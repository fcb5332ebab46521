use chrono::{
    DateTime, Datelike, Duration, FixedOffset, NaiveDate, NaiveDateTime, NaiveTime, Offset,
    TimeZone, Timelike, Utc,
};

#[cfg(feature = "serde")]
use serde::{Deserialize, Serialize};

use crate::angles::normalize_angle;
use crate::error::EphemerisResult;

/// Julian Date of 2000-01-01T12:00:00 UTC.
pub const J2000: f64 = 2451545.0;
pub const DAYS_PER_CENTURY: f64 = 36525.0;
pub const SECONDS_PER_DAY: f64 = 86400.0;

/// A calendar timestamp as callers hand it in. Every variant resolves to a
/// single UTC instant through [`Instant::to_utc`]; an untagged timestamp is
/// read as UTC.
#[derive(Debug, Clone, Copy, PartialEq, Eq)]
#[cfg_attr(feature = "serde", derive(Serialize, Deserialize))]
pub enum Instant {
    Utc(DateTime<Utc>),
    Local(DateTime<FixedOffset>),
    Unspecified(NaiveDateTime),
}

impl Instant {
    pub fn now() -> Self {
        Instant::Utc(Utc::now())
    }

    /// Tag a timestamp from any zone (e.g. a `chrono-tz` zone) with its
    /// offset at that moment.
    pub fn from_zoned<Tz: TimeZone>(dt: &DateTime<Tz>) -> Self {
        let offset = dt.offset().fix();
        Instant::Local(dt.with_timezone(&offset))
    }

    pub fn to_utc(&self) -> DateTime<Utc> {
        match self {
            Instant::Utc(dt) => *dt,
            Instant::Local(dt) => dt.with_timezone(&Utc),
            Instant::Unspecified(naive) => Utc.from_utc_datetime(naive),
        }
    }
}

impl From<DateTime<Utc>> for Instant {
    fn from(dt: DateTime<Utc>) -> Self {
        Instant::Utc(dt)
    }
}

impl From<DateTime<FixedOffset>> for Instant {
    fn from(dt: DateTime<FixedOffset>) -> Self {
        Instant::Local(dt)
    }
}

impl From<NaiveDateTime> for Instant {
    fn from(naive: NaiveDateTime) -> Self {
        Instant::Unspecified(naive)
    }
}

/// Boundary normalisation for public entry points: `None` means now.
pub fn resolve_utc(instant: Option<Instant>) -> DateTime<Utc> {
    instant.map_or_else(Utc::now, |i| i.to_utc())
}

/// Meeus' Gregorian calendar to Julian Date. `day` carries the time of day
/// as its fractional part.
pub fn julian_day(year: i32, month: u32, day: f64) -> f64 {
    let (y, m) = if month <= 2 {
        (year - 1, month + 12)
    } else {
        (year, month)
    };
    let a = (y as f64 / 100.0).floor();
    let b = 2.0 - a + (a / 4.0).floor();
    (365.25 * (y as f64 + 4716.0)).floor() + (30.6001 * (m as f64 + 1.0)).floor() + day + b
        - 1524.5
}

pub fn julian_date(utc: &DateTime<Utc>) -> f64 {
    let seconds = utc.num_seconds_from_midnight() as f64 + utc.nanosecond() as f64 / 1e9;
    julian_day(
        utc.year(),
        utc.month(),
        utc.day() as f64 + seconds / SECONDS_PER_DAY,
    )
}

/// Days since J2000.
pub fn days_since_j2000(utc: &DateTime<Utc>) -> f64 {
    julian_date(utc) - J2000
}

pub fn julian_centuries(jd: f64) -> f64 {
    (jd - J2000) / DAYS_PER_CENTURY
}

/// IAU 1982 Greenwich mean sidereal time in degrees, [0, 360).
pub fn gmst_from_jd(jd: f64) -> EphemerisResult<f64> {
    let d = jd - J2000;
    let t = d / DAYS_PER_CENTURY;
    normalize_angle(
        280.46061837 + 360.98564736629 * d + 0.000387933 * t * t - t * t * t / 38710000.0,
    )
}

pub fn gmst(utc: &DateTime<Utc>) -> EphemerisResult<f64> {
    gmst_from_jd(julian_date(utc))
}

pub fn utc_midnight(date: NaiveDate) -> DateTime<Utc> {
    Utc.from_utc_datetime(&date.and_time(NaiveTime::MIN))
}

/// `hours` after midnight UTC of `date`, to the millisecond. Negative or
/// >= 24 values land on the neighbouring days.
pub fn utc_at_hours(date: NaiveDate, hours: f64) -> DateTime<Utc> {
    utc_midnight(date) + Duration::milliseconds((hours * 3_600_000.0).round() as i64)
}

#[cfg(test)]
mod tests {
    use super::*;

    #[test]
    fn january_uses_previous_year_months() {
        // 1999-12-31T12:00 sits one day before J2000.
        assert_eq!(julian_day(1999, 12, 31.5), J2000 - 1.0);
        assert_eq!(julian_day(2000, 1, 1.5), J2000);
        assert_eq!(julian_day(2000, 3, 1.5) - julian_day(2000, 2, 28.5), 2.0);
    }

    #[test]
    fn hours_wrap_onto_neighbouring_days() {
        let date = NaiveDate::from_ymd_opt(2025, 6, 1).unwrap();
        let before = utc_at_hours(date, -1.0);
        assert_eq!(before.day(), 31);
        assert_eq!(before.hour(), 23);
    }
}
use chrono::{DateTime, Duration, NaiveDate, Utc};
use log::debug;

use crate::angles::{deg_to_rad, horizontal_from_equatorial, normalize_angle, sub_point};
use crate::error::EphemerisResult;
use crate::scan::first_crossings;
use crate::time::{gmst, julian_centuries, julian_date, resolve_utc, utc_midnight, Instant};
use crate::types::{
    EclipticCoordinates, EquatorialCoordinates, FundamentalArguments, GeographicPosition,
    HorizontalPosition, RiseSet, ScanConfig,
};

/// Coefficient in degrees and the multiples of D, M, M' and F in the argument.
type PeriodicTerm = (f64, [i8; 4]);

const LONGITUDE_TERMS: [PeriodicTerm; 13] = [
    (6.289, [0, 0, 1, 0]),
    (1.274, [2, 0, -1, 0]),
    (0.658, [2, 0, 0, 0]),
    (0.214, [0, 0, 2, 0]),
    (-0.186, [0, 1, 0, 0]),
    (-0.114, [0, 0, 0, 2]),
    (0.059, [2, 0, -2, 0]),
    (0.057, [2, -1, -1, 0]),
    (0.053, [2, 0, 1, 0]),
    (0.046, [2, -1, 0, 0]),
    (-0.041, [0, 1, -1, 0]),
    (-0.035, [1, 0, 0, 0]),
    (-0.030, [0, 1, 1, 0]),
];

const LATITUDE_TERMS: [PeriodicTerm; 8] = [
    (5.128, [0, 0, 0, 1]),
    (0.281, [0, 0, 1, 1]),
    (0.278, [0, 0, 1, -1]),
    (0.173, [2, 0, 0, -1]),
    (0.055, [2, 0, -1, 1]),
    (0.046, [2, 0, -1, -1]),
    (0.033, [2, 0, 0, 1]),
    (0.017, [0, 0, 2, 1]),
];

fn polynomial(t: f64, coefficients: [f64; 5]) -> f64 {
    coefficients.iter().rev().fold(0.0, |acc, c| acc * t + c)
}

pub fn fundamental_arguments(t: f64) -> EphemerisResult<FundamentalArguments> {
    Ok(FundamentalArguments {
        mean_longitude: normalize_angle(polynomial(
            t,
            [218.3164477, 481267.88123421, -0.0015786, 1.0 / 538841.0, -1.0 / 65194000.0],
        ))?,
        mean_elongation: normalize_angle(polynomial(
            t,
            [297.8501921, 445267.1114034, -0.0018819, 1.0 / 545868.0, -1.0 / 113065000.0],
        ))?,
        solar_mean_anomaly: normalize_angle(polynomial(
            t,
            [357.5291092, 35999.0502909, -0.0001536, 1.0 / 24490000.0, 0.0],
        ))?,
        lunar_mean_anomaly: normalize_angle(polynomial(
            t,
            [134.9633964, 477198.8675055, 0.0087414, 1.0 / 69699.0, -1.0 / 14712000.0],
        ))?,
        argument_of_latitude: normalize_angle(polynomial(
            t,
            [93.2720950, 483202.0175233, -0.0036539, -1.0 / 3526000.0, 1.0 / 863310000.0],
        ))?,
    })
}

fn sum_terms(terms: &[PeriodicTerm], args: &FundamentalArguments) -> f64 {
    let angles = [
        deg_to_rad(args.mean_elongation),
        deg_to_rad(args.solar_mean_anomaly),
        deg_to_rad(args.lunar_mean_anomaly),
        deg_to_rad(args.argument_of_latitude),
    ];
    terms
        .iter()
        .map(|(coefficient, multiples)| {
            let argument: f64 = multiples
                .iter()
                .zip(angles.iter())
                .map(|(&k, angle)| k as f64 * angle)
                .sum();
            coefficient * argument.sin()
        })
        .sum()
}

pub fn ecliptic_coordinates(args: &FundamentalArguments) -> EphemerisResult<EclipticCoordinates> {
    Ok(EclipticCoordinates {
        longitude: normalize_angle(args.mean_longitude + sum_terms(&LONGITUDE_TERMS, args))?,
        latitude: sum_terms(&LATITUDE_TERMS, args),
    })
}

pub fn obliquity(t: f64) -> f64 {
    23.439291 - 0.0130042 * t - 0.00000016 * t * t + 0.000000504 * t * t * t
}

pub fn equatorial_coordinates(ecliptic: &EclipticCoordinates, t: f64) -> EquatorialCoordinates {
    let lambda = deg_to_rad(ecliptic.longitude);
    let beta = deg_to_rad(ecliptic.latitude);
    let epsilon = deg_to_rad(obliquity(t));
    EquatorialCoordinates {
        right_ascension: (lambda.sin() * epsilon.cos() - beta.tan() * epsilon.sin())
            .atan2(lambda.cos()),
        declination: (beta.sin() * epsilon.cos() + beta.cos() * epsilon.sin() * lambda.sin())
            .clamp(-1.0, 1.0)
            .asin(),
    }
}

pub fn equatorial_at(utc: &DateTime<Utc>) -> EphemerisResult<EquatorialCoordinates> {
    let t = julian_centuries(julian_date(utc));
    let ecliptic = ecliptic_coordinates(&fundamental_arguments(t)?)?;
    Ok(equatorial_coordinates(&ecliptic, t))
}

pub fn sublunar_point(utc: &DateTime<Utc>) -> EphemerisResult<GeographicPosition> {
    sub_point(&equatorial_at(utc)?, gmst(utc)?)
}

pub fn horizontal_position(
    observer: &GeographicPosition,
    utc: &DateTime<Utc>,
) -> EphemerisResult<HorizontalPosition> {
    horizontal_from_equatorial(observer, &equatorial_at(utc)?, gmst(utc)?)
}

fn minutes_after(start: DateTime<Utc>, minutes: f64) -> DateTime<Utc> {
    start + Duration::milliseconds((minutes * 60_000.0).round() as i64)
}

/// First moonrise and first moonset between 00:00 UTC on `date` and 00:00
/// UTC the following day, found by sampling elevation every `step_minutes`
/// and interpolating linearly across the first sign change of each kind.
///
/// A second rise or set inside the same window is not reported.
pub fn rise_set_scan(
    observer: &GeographicPosition,
    date: NaiveDate,
    step_minutes: u32,
) -> EphemerisResult<RiseSet> {
    observer.validate()?;
    let start = utc_midnight(date);
    let crossings = first_crossings(step_minutes, |minute| {
        let sample = start + Duration::minutes(minute as i64);
        Ok(horizontal_position(observer, &sample)?.elevation)
    })?;

    debug!(
        "moon scan on {} at ({:.3}, {:.3}): rise minute={:?}, set minute={:?}",
        date, observer.latitude, observer.longitude, crossings.rising, crossings.setting
    );

    Ok(RiseSet {
        rise: crossings.rising.map(|m| minutes_after(start, m)),
        set: crossings.setting.map(|m| minutes_after(start, m)),
    })
}

pub fn position(instant: Option<Instant>) -> EphemerisResult<GeographicPosition> {
    sublunar_point(&resolve_utc(instant))
}

pub fn azimuth_elevation(
    observer: &GeographicPosition,
    instant: Option<Instant>,
) -> EphemerisResult<HorizontalPosition> {
    observer.validate()?;
    horizontal_position(observer, &resolve_utc(instant))
}

/// Moonrise and moonset on the UTC date of `date` (today when `None`).
pub fn next_rise_set(
    observer: &GeographicPosition,
    date: Option<Instant>,
    config: &ScanConfig,
) -> EphemerisResult<RiseSet> {
    rise_set_scan(
        observer,
        resolve_utc(date).date_naive(),
        config.effective_step(),
    )
}

#[cfg(test)]
mod tests {
    use super::*;

    #[test]
    fn polynomial_is_horner() {
        assert_eq!(polynomial(2.0, [1.0, 1.0, 1.0, 1.0, 1.0]), 31.0);
        assert_eq!(polynomial(0.0, [5.0, 1.0, 1.0, 1.0, 1.0]), 5.0);
    }

    #[test]
    fn zero_arguments_give_no_perturbation() {
        let args = FundamentalArguments {
            mean_longitude: 100.0,
            mean_elongation: 0.0,
            solar_mean_anomaly: 0.0,
            lunar_mean_anomaly: 0.0,
            argument_of_latitude: 0.0,
        };
        let ecliptic = ecliptic_coordinates(&args).unwrap();
        assert!((ecliptic.longitude - 100.0).abs() < 1e-12);
        assert!(ecliptic.latitude.abs() < 1e-12);
    }
}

> [Exercise]: Retype the entries exactly from the first line, stopping after the line with "fn from(dt: DateTime<FixedOffset>)".

> [Problem solution]:
repository fcb5332ebab46521
use chrono::{
    DateTime, Datelike, Duration, FixedOffset, NaiveDate, NaiveDateTime, NaiveTime, Offset,
    TimeZone, Timelike, Utc,
};

#[cfg(feature = "serde")]
use serde::{Deserialize, Serialize};

use crate::angles::normalize_angle;
use crate::error::EphemerisResult;

/// Julian Date of 2000-01-01T12:00:00 UTC.
pub const J2000: f64 = 2451545.0;
pub const DAYS_PER_CENTURY: f64 = 36525.0;
pub const SECONDS_PER_DAY: f64 = 86400.0;

/// A calendar timestamp as callers hand it in. Every variant resolves to a
/// single UTC instant through [`Instant::to_utc`]; an untagged timestamp is
/// read as UTC.
#[derive(Debug, Clone, Copy, PartialEq, Eq)]
#[cfg_attr(feature = "serde", derive(Serialize, Deserialize))]
pub enum Instant {
    Utc(DateTime<Utc>),
    Local(DateTime<FixedOffset>),
    Unspecified(NaiveDateTime),
}

impl Instant {
    pub fn now() -> Self {
        Instant::Utc(Utc::now())
    }

    /// Tag a timestamp from any zone (e.g. a `chrono-tz` zone) with its
    /// offset at that moment.
    pub fn from_zoned<Tz: TimeZone>(dt: &DateTime<Tz>) -> Self {
        let offset = dt.offset().fix();
        Instant::Local(dt.with_timezone(&offset))
    }

    pub fn to_utc(&self) -> DateTime<Utc> {
        match self {
            Instant::Utc(dt) => *dt,
            Instant::Local(dt) => dt.with_timezone(&Utc),
            Instant::Unspecified(naive) => Utc.from_utc_datetime(naive),
        }
    }
}

impl From<DateTime<Utc>> for Instant {
    fn from(dt: DateTime<Utc>) -> Self {
        Instant::Utc(dt)
    }
}

impl From<DateTime<FixedOffset>> for Instant {
    fn from(dt: DateTime<FixedOffset>) -> Self {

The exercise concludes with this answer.